Academic reputation and curriculum
The University of Texas has a reputation for having an outstanding faculty, boosted in recent years by former dean Larry Sager and current dean Ward Farnsworth. Many leaders of various fields of the law teach at UT Law, and students and alumni have continuously expressed their admiration for the school’s esteemed, yet accessible, faculty. There was a bit of a scandal in the past few years when Dean Sager resigned amid allegations related to sketchy loans to new faculty members and alleged gender discrimination in faculty pay. But so far, Dean Farnsworth has been getting positive reviews.
During the first year, students are placed in small groups of around 20 students, and will share course schedules with their group-mates throughout the year. Large sections are composed of four small sections, and societies are two small sections apiece. Like every law school, UT requires first-year students to enroll in standard courses, including legal writing. After this first year, and three more course requirements (legal ethics, a writing seminar, and advanced constitutional law), students are free to choose from about 250 courses to round out their J.D. degrees.
UT offers 17 clinics in diverse areas. Categories of clinics include community representation, criminal justice, immigration/international, individual rights, and legal process (including the well-known Supreme Court Clinic).
According to recent graduates, the school’s grade curve, which has a fixed mean, keeps professors from rewarding too many students with high grades, because they would have to give out an equal number of low grades. Some graduates have complained about the school’s refusal to place emphasis on class rank, while others have expressed concerns that the size of the law school can keep many students from having a chance to meet.
Quality of life
Austin is a major selling point for UT. The city is consistently ranked among the top cities for singles because of its relaxed, youthful vibe and diverse, something-for-everyone social scenes. One recent graduate described the city as having "a mentality that encourages a positive quality of life." Activities seem endless; Austin and the surrounding Texas countryside (including the Colorado River areas and the Hill Country) offer plentiful outdoor activities alongside Austin's many cultural landmarks, bars, clubs, and restaurants.

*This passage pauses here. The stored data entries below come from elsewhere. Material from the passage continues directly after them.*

// =============================================================================
// Apply / Refresh / Destroy
// =============================================================================

async fn apply(
    provider: &SimProvider,
    manifest: &Manifest,
    defaults: ResourceTimeouts,
    state: &mut StateFile,
) -> Report {
    let mut report = Report::default();

    for spec in &manifest.resources {
        match apply_one(provider, spec, defaults, state).await {
            Ok(Action::NoOp) => report.unchanged += 1,
            Ok(action) => report.success(format_action(&action, &spec.address())),
            Err(e) => report.failure(spec.address(), &e),
        }
    }

    // Resources no longer in the manifest, newest first
    let orphans: Vec<_> = state
        .resources
        .iter()
        .filter(|r| !manifest.contains(&r.resource_type, &r.name))
        .map(|r| (r.resource_type.clone(), r.name.clone()))
        .rev()
        .collect();
    for (resource_type, name) in orphans {
        let address = format!("{}.{}", resource_type, name);
        match destroy_one(provider, &resource_type, &name, defaults, state).await {
            Ok(()) => report.success(format!("{} {}", "-".red(), address)),
            Err(e) => report.failure(address, &e),
        }
    }

    report
}

async fn apply_one(
    provider: &SimProvider,
    spec: &ResourceSpec,
    defaults: ResourceTimeouts,
    state: &mut StateFile,
) -> Result<Action> {
    let resource_type = provider.resource_type(&spec.resource_type)?;
    let config = spec.resolved_config(state)?;
    let timeouts = spec.timeouts(defaults)?;
    let fresh = || {
        ResourceData::new(&spec.resource_type)
            .with_config(config.clone())
            .with_timeouts(timeouts)
    };

    let mut data = match state.find_resource(&spec.resource_type, &spec.name) {
        Some(stored) if resource_type.kind() == TypeKind::Resource => {
            let mut data = stored.to_data(config.clone(), timeouts);
            provider.read(&mut data).await?;
            if !data.has_id() {
                log::warn!("{} no longer exists, recreating", spec.address());
                data = fresh();
            }
            data
        }
        _ => fresh(),
    };

    let action = plan_action(resource_type.as_ref(), &data);
    let result = match &action {
        Action::Read => provider.read(&mut data).await,
        Action::Create => provider.create(&mut data).await,
        Action::Update(_) => provider.update(&mut data).await,
        Action::Replace(_) => match provider.delete(&mut data).await {
            Ok(()) => {
                state.record(&spec.name, provider.name(), &data);
                data = fresh();
                provider.create(&mut data).await
            }
            Err(e) => Err(e),
        },
        Action::NoOp => Ok(()),
    };

    // A failed create may still have produced a resource worth tracking
    state.record(&spec.name, provider.name(), &data);
    result?;
    Ok(action)
}

async fn refresh(provider: &SimProvider, defaults: ResourceTimeouts, state: &mut StateFile) -> Report {
    let mut report = Report::default();
    let stored = state.resources.clone();

    for resource in stored {
        let address = format!("{}.{}", resource.resource_type, resource.name);
        let mut data = resource.to_data(resource.attributes.clone(), defaults);
        match provider.read(&mut data).await {
            Ok(()) => {
                if !data.has_id() {
                    report.success(format!("{} {} (gone)", "-".red(), address));
                } else if data.attributes() != &resource.attributes {
                    report.success(format!("{} {}", "~".yellow(), address));
                } else {
                    report.unchanged += 1;
                }
                state.record(&resource.name, provider.name(), &data);
            }
            Err(e) => report.failure(address, &e.into()),
        }
    }

    report
}

async fn destroy(provider: &SimProvider, defaults: ResourceTimeouts, state: &mut StateFile) -> Report {
    let mut report = Report::default();
    let targets: Vec<_> = state
        .resources
        .iter()
        .rev()
        .map(|r| (r.resource_type.clone(), r.name.clone()))
        .collect();

    for (resource_type, name) in targets {
        let address = format!("{}.{}", resource_type, name);
        match destroy_one(provider, &resource_type, &name, defaults, state).await {
            Ok(()) => report.success(format!("{} {}", "-".red(), address)),
            Err(e) => report.failure(address, &e),
        }
    }

    report
}

async fn destroy_one(
    provider: &SimProvider,
    resource_type: &str,
    name: &str,
    defaults: ResourceTimeouts,
    state: &mut StateFile,
) -> Result<()> {
    if provider.is_data_source(resource_type) {
        state.remove_resource(resource_type, name);
        return Ok(());
    }
    let Some(stored) = state.find_resource(resource_type, name) else {
        return Ok(());
    };

    let mut data = stored.to_data(Map::new(), defaults);
    let result = provider.delete(&mut data).await;
    state.record(name, provider.name(), &data);
    result.with_context(|| format!("Failed to delete {}.{}", resource_type, name))
}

On Austin’s famous 6th Street, live music flows out of the innumerable bars that line both sides. South By Southwest and the Austin City Limits music festival draw visitors from all over the world, helping to give the city its nickname "Live Music Capital of the World." Rainey Street is another fun area just starting to come into its own. Dogs are welcomed in many outdoor bars and cafes.
UT Law also hosts its own social events, including its famous Halloween party (Ex Parte) and weekly "bar reviews" at various Austin hotspots. Many students have noted that the school’s placement of students into small sections gives them great opportunity to make friends early on.
Unfortunately, the law facilities tend to be a bit dated -- except the primary faculty offices, which recently underwent a major renovation. The rest of the building gets periodic updates, and the recent overhaul included some student study spaces.
Austin has many housing options as well as social scenes. Many law students choose to live in Hyde Park, the quaint, inexpensive neighborhood just north of the law school. For those who want more updated but more pricey options, the Triangle on Guadalupe and the Mosaic at Mueller are examples of popular large complexes near campus. Generally, it is recommended that grad students avoid living in areas south of the river, because of Austin's notorious traffic issues, and West Campus, the area dominated by undergrads.